■ **Task instructions**: Pick every line from the data that holds the word "octocat".

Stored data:
------------------------------------------------------------

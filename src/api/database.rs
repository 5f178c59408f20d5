//! Database management endpoints.
//!
//! Configuration changes are written to `.env` and take effect on restart;
//! the running pool is never swapped.

use std::path::Path;

use actix_web::{HttpResponse, get, post, web};
use secrecy::ExposeSecret;
use tracing::info;

use crate::config::{Config, DbType};
use crate::db::{DbPool, connection_check};
use crate::error::{AppError, AppResult};
use crate::models::OperationResult;
use crate::models::database::{CreateSqliteParams, DatabaseConfigRequest, DatabaseInfo};
use crate::models::settings::ConfigUpdateResponse;
use crate::services::SettingsService;

/// Backend and location of the running database.
#[utoipa::path(
    get,
    path = "/api/database/info",
    tag = "Database",
    responses(
        (status = 200, description = "Database info", body = DatabaseInfo)
    )
)]
#[get("/database/info")]
pub async fn database_info(config: web::Data<Config>, pool: web::Data<DbPool>) -> HttpResponse {
    HttpResponse::Ok().json(DatabaseInfo {
        db_type: config.database.db_type.to_string(),
        location: config.database.redacted_location(),
        connected: pool.ping().await.is_ok(),
    })
}

/// Try connecting to a database without changing anything.
///
/// A SQLite path must already exist; it is opened read-only.
#[utoipa::path(
    post,
    path = "/api/database/test-connection",
    tag = "Database",
    request_body = DatabaseConfigRequest,
    responses(
        (status = 200, description = "Outcome of the attempt", body = OperationResult),
        (status = 400, description = "Unsupported type or bad port", body = crate::error::ErrorResponse)
    )
)]
#[post("/database/test-connection")]
pub async fn test_connection(body: web::Json<DatabaseConfigRequest>) -> AppResult<HttpResponse> {
    let settings = body.to_settings()?;
    Ok(HttpResponse::Ok().json(connection_check::test_connection(&settings).await))
}

/// Verify a database and write its coordinates to `.env`.
#[utoipa::path(
    post,
    path = "/api/database/update-config",
    tag = "Database",
    request_body = DatabaseConfigRequest,
    responses(
        (status = 200, description = "Configuration written", body = ConfigUpdateResponse),
        (status = 400, description = "Connection failed", body = crate::error::ErrorResponse)
    )
)]
#[post("/database/update-config")]
pub async fn update_database_config(
    settings_service: web::Data<SettingsService>,
    body: web::Json<DatabaseConfigRequest>,
) -> AppResult<HttpResponse> {
    let settings = body.to_settings()?;

    let check = connection_check::test_connection(&settings).await;
    if !check.success {
        return Err(AppError::InvalidInput(check.message));
    }

    let mut pairs = vec![("DB_TYPE".to_string(), settings.db_type.as_str().to_string())];
    if settings.db_type == DbType::Sqlite {
        pairs.push((
            "GITHUB_EVENTS_DB".to_string(),
            settings.path.display().to_string(),
        ));
    } else {
        pairs.extend([
            ("DB_HOST".to_string(), settings.host.clone()),
            ("DB_PORT".to_string(), settings.port.to_string()),
            ("DB_NAME".to_string(), settings.name.clone()),
            ("DB_USER".to_string(), settings.user.clone()),
            (
                "DB_PASSWORD".to_string(),
                settings.password.expose_secret().to_string(),
            ),
        ]);
    }

    settings_service.set_values(&pairs, true)?;
    info!(
        "Database configuration switched to {} at {}",
        settings.db_type,
        settings.redacted_location()
    );

    Ok(HttpResponse::Ok().json(ConfigUpdateResponse::new(
        format!(
            "Database configuration updated to {}. Restart the server to apply.",
            settings.db_type
        ),
        true,
    )))
}

/// Create a new SQLite file with the event schema.
#[utoipa::path(
    post,
    path = "/api/database/create-sqlite",
    tag = "Database",
    params(CreateSqliteParams),
    responses(
        (status = 200, description = "Database created", body = OperationResult),
        (status = 400, description = "File already exists", body = crate::error::ErrorResponse)
    )
)]
#[post("/database/create-sqlite")]
pub async fn create_sqlite(query: web::Query<CreateSqliteParams>) -> AppResult<HttpResponse> {
    if query.db_path.trim().is_empty() {
        return Err(AppError::InvalidInput("db_path is required".to_string()));
    }
    let result = connection_check::create_sqlite_database(Path::new(&query.db_path)).await?;
    Ok(HttpResponse::Ok().json(result))
}

/// Configure database management routes.
pub fn configure_routes(cfg: &mut web::ServiceConfig) {
    cfg.service(database_info)
        .service(test_connection)
        .service(update_database_config)
        .service(create_sqlite);
}
//! Push event row.

use sea_orm::entity::prelude::*;

#[derive(Clone, Debug, PartialEq, DeriveEntityModel)]
#[sea_orm(table_name = "push_events")]
pub struct Model {
    #[sea_orm(primary_key)]
    pub id: i32,
    pub git_ref: String,
    pub before_sha: String,
    pub after_sha: String,
    pub created: bool,
    pub deleted: bool,
    pub forced: bool,
    pub created_at: DateTimeUtc,
    pub commits: Json,
    pub repository_id: i32,
    pub sender_id: i32,
}

#[derive(Copy, Clone, Debug, EnumIter, DeriveRelation)]
pub enum Relation {
    #[sea_orm(
        belongs_to = "super::repository::Entity",
        from = "Column::RepositoryId",
        to = "super::repository::Column::Id"
    )]
    Repository,
    #[sea_orm(
        belongs_to = "super::user::Entity",
        from = "Column::SenderId",
        to = "super::user::Column::Id"
    )]
    Sender,
}

impl Related<super::repository::Entity> for Entity {
    fn to() -> RelationDef {
        Relation::Repository.def()
    }
}

impl Related<super::user::Entity> for Entity {
    fn to() -> RelationDef {
        Relation::Sender.def()
    }
}

impl ActiveModelBehavior for ActiveModel {}
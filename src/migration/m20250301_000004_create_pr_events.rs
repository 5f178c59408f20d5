//! Create pr_events table.

use sea_orm_migration::prelude::*;

use super::m20250301_000003_create_pull_requests::PullRequest;

#[derive(DeriveMigrationName)]
pub struct Migration;

#[async_trait::async_trait]
impl MigrationTrait for Migration {
    async fn up(&self, manager: &SchemaManager) -> Result<(), DbErr> {
        manager
            .create_table(
                Table::create()
                    .table(PrEvent::Table)
                    .if_not_exists()
                    .col(
                        ColumnDef::new(PrEvent::Id)
                            .integer()
                            .not_null()
                            .auto_increment()
                            .primary_key(),
                    )
                    .col(ColumnDef::new(PrEvent::EventType).string_len(50).not_null())
                    .col(
                        ColumnDef::new(PrEvent::CreatedAt)
                            .timestamp_with_time_zone()
                            .not_null(),
                    )
                    .col(ColumnDef::new(PrEvent::Payload).json())
                    .col(ColumnDef::new(PrEvent::PullRequestId).integer().not_null())
                    .foreign_key(
                        ForeignKey::create()
                            .name("fk_pr_events_pull_request")
                            .from(PrEvent::Table, PrEvent::PullRequestId)
                            .to(PullRequest::Table, PullRequest::Id),
                    )
                    .to_owned(),
            )
            .await?;

        manager
            .create_index(
                Index::create()
                    .name("idx_pr_events_created_at")
                    .table(PrEvent::Table)
                    .col(PrEvent::CreatedAt)
                    .to_owned(),
            )
            .await?;

        manager
            .create_index(
                Index::create()
                    .name("idx_pr_events_pull_request")
                    .table(PrEvent::Table)
                    .col(PrEvent::PullRequestId)
                    .to_owned(),
            )
            .await?;

        Ok(())
    }

    async fn down(&self, manager: &SchemaManager) -> Result<(), DbErr> {
        manager
            .drop_table(Table::drop().table(PrEvent::Table).to_owned())
            .await
    }
}

#[derive(DeriveIden)]
pub enum PrEvent {
    #[sea_orm(iden = "pr_events")]
    Table,
    Id,
    EventType,
    CreatedAt,
    Payload,
    PullRequestId,
}
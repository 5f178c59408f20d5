//! Shared helpers for the integration tests.

use std::path::PathBuf;

use actix_web::{App, dev::ServiceResponse, test, web};
use gitevents_lib::api;
use gitevents_lib::config::{Config, DatabaseSettings, Environment};
use gitevents_lib::db::DbPool;
use gitevents_lib::services::post_merge::register_post_merge_handler;
use gitevents_lib::services::signature::sign;
use gitevents_lib::services::{
    AutoPrStore, EventHandler, SettingsService, TokenChecker, TunnelService, WebhookSecret,
};
use sea_orm::{ConnectOptions, Database};
use secrecy::SecretString;
use serde_json::{Value, json};
use tempfile::TempDir;

pub const TEST_SECRET: &str = "It's a Secret to Everybody";

/// Fresh in-memory database with migrations applied.
pub async fn create_test_pool() -> DbPool {
    // One connection: each connection to :memory: is its own database
    let mut options = ConnectOptions::new("sqlite::memory:");
    options
        .max_connections(1)
        .min_connections(1)
        .sqlx_logging(false);
    let conn = Database::connect(options)
        .await
        .expect("Failed to open in-memory database");
    let pool = DbPool::from_connection(conn);
    pool.run_migrations()
        .await
        .expect("Failed to run migrations");
    pool
}

/// File-backed SQLite pool with several connections, for concurrent writers.
pub async fn create_file_pool(dir: &TempDir, max_connections: u32) -> DbPool {
    let settings = DatabaseSettings {
        max_connections,
        ..DatabaseSettings::sqlite(dir.path().join("events.db"))
    };
    let pool = DbPool::new(&settings)
        .await
        .expect("Failed to open file database");
    pool.run_migrations()
        .await
        .expect("Failed to run migrations");
    pool
}

/// Database, handler and file-backed services shared by one test.
pub struct TestContext {
    pub pool: DbPool,
    pub handler: web::Data<EventHandler>,
    pub store: AutoPrStore,
    pub dir: TempDir,
}

impl TestContext {
    pub async fn new() -> Self {
        let pool = create_test_pool().await;
        let dir = tempfile::tempdir().expect("Failed to create temp dir");
        let store = AutoPrStore::load(dir.path().join("auto_branch_pr_config.json"));
        let handler = web::Data::new(EventHandler::new(pool.clone()));
        register_post_merge_handler(&handler, store.clone()).await;
        Self {
            pool,
            handler,
            store,
            dir,
        }
    }

    pub fn env_file(&self) -> PathBuf {
        self.dir.path().join(".env")
    }

    /// Write the `.env` file the settings service edits.
    pub fn write_env(&self, content: &str) {
        std::fs::write(self.env_file(), content).expect("Failed to write .env");
    }

    pub fn config(&self) -> Config {
        Config {
            environment: Environment::Development,
            host: "127.0.0.1".to_string(),
            api_port: 8001,
            webhook_port: 8002,
            webhook_secret: None,
            github_token: None,
            database: DatabaseSettings::sqlite(":memory:"),
            enable_ngrok: false,
            ngrok_auth_token: None,
            auto_pr_config_path: self.store.path().to_path_buf(),
            env_file: self.env_file(),
            static_dir: None,
        }
    }
}

/// Webhook listener app; `secret` of `None` disables verification.
pub async fn create_webhook_app(
    ctx: &TestContext,
    secret: Option<&str>,
) -> impl actix_web::dev::Service<actix_http::Request, Response = ServiceResponse, Error = actix_web::Error>
{
    let secret = WebhookSecret::new(secret.map(SecretString::from));
    test::init_service(
        App::new()
            .app_data(web::Data::new(secret))
            .app_data(ctx.handler.clone())
            .configure(api::configure_webhook_routes),
    )
    .await
}

/// API listener app.
pub async fn create_api_app(
    ctx: &TestContext,
) -> impl actix_web::dev::Service<actix_http::Request, Response = ServiceResponse, Error = actix_web::Error>
{
    test::init_service(
        App::new()
            .app_data(web::Data::new(ctx.pool.clone()))
            .app_data(web::Data::new(ctx.config()))
            .app_data(web::Data::new(SettingsService::new(ctx.env_file())))
            .app_data(web::Data::new(ctx.store.clone()))
            .app_data(web::Data::new(TokenChecker::new()))
            .app_data(web::Data::new(TunnelService::new(None)))
            .configure(api::configure_api_routes),
    )
    .await
}

/// POST a delivery to `/webhook/github`, signing it when `secret` is given.
pub async fn deliver<S>(
    app: &S,
    event: &str,
    payload: &Value,
    secret: Option<&str>,
) -> (u16, Value)
where
    S: actix_web::dev::Service<actix_http::Request, Response = ServiceResponse, Error = actix_web::Error>,
{
    let body = serde_json::to_vec(payload).unwrap();
    let mut req = test::TestRequest::post()
        .uri("/webhook/github")
        .insert_header(("Content-Type", "application/json"))
        .insert_header(("X-GitHub-Event", event))
        .insert_header(("X-GitHub-Delivery", "72d3162e-cc78-11e3-81ab-4c9367dc0958"));
    if let Some(secret) = secret {
        let signature = sign(secret.as_bytes(), &body).unwrap();
        req = req.insert_header(("X-Hub-Signature-256", signature));
    }

    let resp = test::call_service(app, req.set_payload(body).to_request()).await;
    let status = resp.status().as_u16();
    let bytes = test::read_body(resp).await;
    let body = serde_json::from_slice(&bytes).unwrap_or(Value::Null);
    (status, body)
}

/// GET a JSON endpoint.
pub async fn get_json<S>(app: &S, uri: &str) -> (u16, Value)
where
    S: actix_web::dev::Service<actix_http::Request, Response = ServiceResponse, Error = actix_web::Error>,
{
    let req = test::TestRequest::get().uri(uri).to_request();
    let resp = test::call_service(app, req).await;
    let status = resp.status().as_u16();
    let bytes = test::read_body(resp).await;
    (status, serde_json::from_slice(&bytes).unwrap_or(Value::Null))
}

/// POST a JSON body.
pub async fn post_json<S>(app: &S, uri: &str, body: &Value) -> (u16, Value)
where
    S: actix_web::dev::Service<actix_http::Request, Response = ServiceResponse, Error = actix_web::Error>,
{
    let req = test::TestRequest::post()
        .uri(uri)
        .set_json(body)
        .to_request();
    let resp = test::call_service(app, req).await;
    let status = resp.status().as_u16();
    let bytes = test::read_body(resp).await;
    (status, serde_json::from_slice(&bytes).unwrap_or(Value::Null))
}

pub fn repository_json() -> Value {
    json!({
        "id": 1296269,
        "name": "Hello-World",
        "full_name": "octocat/Hello-World",
        "private": false
    })
}

pub fn sender_json() -> Value {
    json!({ "id": 1, "login": "octocat", "type": "User" })
}

/// `pull_request` delivery for PR #1347.
pub fn pull_request_payload(action: &str, title: &str, merged: bool) -> Value {
    json!({
        "action": action,
        "number": 1347,
        "pull_request": {
            "id": 1,
            "number": 1347,
            "title": title,
            "body": "Please pull these awesome changes",
            "state": if action == "closed" { "closed" } else { "open" },
            "created_at": "2024-01-01T10:00:00Z",
            "updated_at": "2024-01-02T10:00:00Z",
            "merged": merged,
            "merged_at": if merged { json!("2024-01-02T10:00:00Z") } else { Value::Null },
            "user": { "id": 2, "login": "hubot", "type": "User" },
            "head": { "ref": "new-topic", "sha": "6dcb09b5b57875f334f61aebed695e2e4193db5e" },
            "base": { "ref": "main", "sha": "9049f1265b7d61be4a8904a9a27120d2064dab3b" }
        },
        "repository": repository_json(),
        "sender": sender_json()
    })
}

pub fn push_payload(git_ref: &str, created: bool) -> Value {
    json!({
        "ref": git_ref,
        "before": "0000000000000000000000000000000000000000",
        "after": "6113728f27ae82c7b1a177c8d03f9e96e0adf246",
        "created": created,
        "deleted": false,
        "forced": false,
        "commits": [{
            "id": "6113728f27ae82c7b1a177c8d03f9e96e0adf246",
            "message": "Add readme",
            "timestamp": "2024-01-03T09:00:00Z",
            "author": { "name": "Mona", "email": "mona@example.com", "username": "octocat" },
            "added": ["README.md"],
            "removed": [],
            "modified": []
        }],
        "repository": repository_json(),
        "sender": sender_json()
    })
}

pub fn create_branch_payload(branch: &str) -> Value {
    json!({
        "ref": branch,
        "ref_type": "branch",
        "master_branch": "main",
        "repository": repository_json(),
        "sender": sender_json()
    })
}
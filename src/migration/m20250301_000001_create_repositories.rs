//! Create repositories table.

use sea_orm_migration::prelude::*;

#[derive(DeriveMigrationName)]
pub struct Migration;

#[async_trait::async_trait]
impl MigrationTrait for Migration {
    async fn up(&self, manager: &SchemaManager) -> Result<(), DbErr> {
        manager
            .create_table(
                Table::create()
                    .table(Repository::Table)
                    .if_not_exists()
                    .col(
                        ColumnDef::new(Repository::Id)
                            .integer()
                            .not_null()
                            .auto_increment()
                            .primary_key(),
                    )
                    .col(ColumnDef::new(Repository::GithubId).big_integer().not_null())
                    .col(ColumnDef::new(Repository::Name).string_len(255).not_null())
                    .col(ColumnDef::new(Repository::FullName).string_len(255).not_null())
                    .col(
                        ColumnDef::new(Repository::Private)
                            .boolean()
                            .not_null()
                            .default(false),
                    )
                    .to_owned(),
            )
            .await?;

        manager
            .create_index(
                Index::create()
                    .name("idx_repositories_github_id")
                    .table(Repository::Table)
                    .col(Repository::GithubId)
                    .unique()
                    .to_owned(),
            )
            .await?;

        Ok(())
    }

    async fn down(&self, manager: &SchemaManager) -> Result<(), DbErr> {
        manager
            .drop_table(Table::drop().table(Repository::Table).to_owned())
            .await
    }
}

#[derive(DeriveIden)]
pub enum Repository {
    #[sea_orm(iden = "repositories")]
    Table,
    Id,
    GithubId,
    Name,
    FullName,
    Private,
}
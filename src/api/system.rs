//! Tunnel status and token validation.

use actix_web::{HttpResponse, get, web};

use crate::models::system::{TokenValidationResponse, TunnelStatus};
use crate::services::{SettingsService, TokenChecker, TunnelService};

#[utoipa::path(
    get,
    path = "/api/system/tunnels",
    tag = "System",
    responses(
        (status = 200, description = "Public tunnel URLs, null when not running", body = TunnelStatus)
    )
)]
#[get("/system/tunnels")]
pub async fn tunnels(tunnel: web::Data<TunnelService>) -> HttpResponse {
    HttpResponse::Ok().json(tunnel.status().await)
}

/// Check the GitHub and ngrok tokens currently stored in `.env`.
#[utoipa::path(
    get,
    path = "/api/system/validate-tokens",
    tag = "System",
    responses(
        (status = 200, description = "Validation result per token", body = TokenValidationResponse)
    )
)]
#[get("/system/validate-tokens")]
pub async fn validate_tokens(
    settings: web::Data<SettingsService>,
    checker: web::Data<TokenChecker>,
) -> HttpResponse {
    let current = settings.get_settings();
    let (github_token, ngrok_token) = futures_util::join!(
        checker.validate_github(Some(current.github_token.as_str())),
        checker.validate_ngrok(Some(current.ngrok_auth_token.as_str())),
    );
    HttpResponse::Ok().json(TokenValidationResponse {
        github_token,
        ngrok_token,
    })
}

/// Configure system routes.
pub fn configure_routes(cfg: &mut web::ServiceConfig) {
    cfg.service(tunnels).service(validate_tokens);
}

------------------------------------------------------------

■ **Output for this task**:
        "full_name": "octocat/Hello-World",
    json!({ "id": 1, "login": "octocat", "type": "User" })
            "author": { "name": "Mona", "email": "mona@example.com", "username": "octocat" },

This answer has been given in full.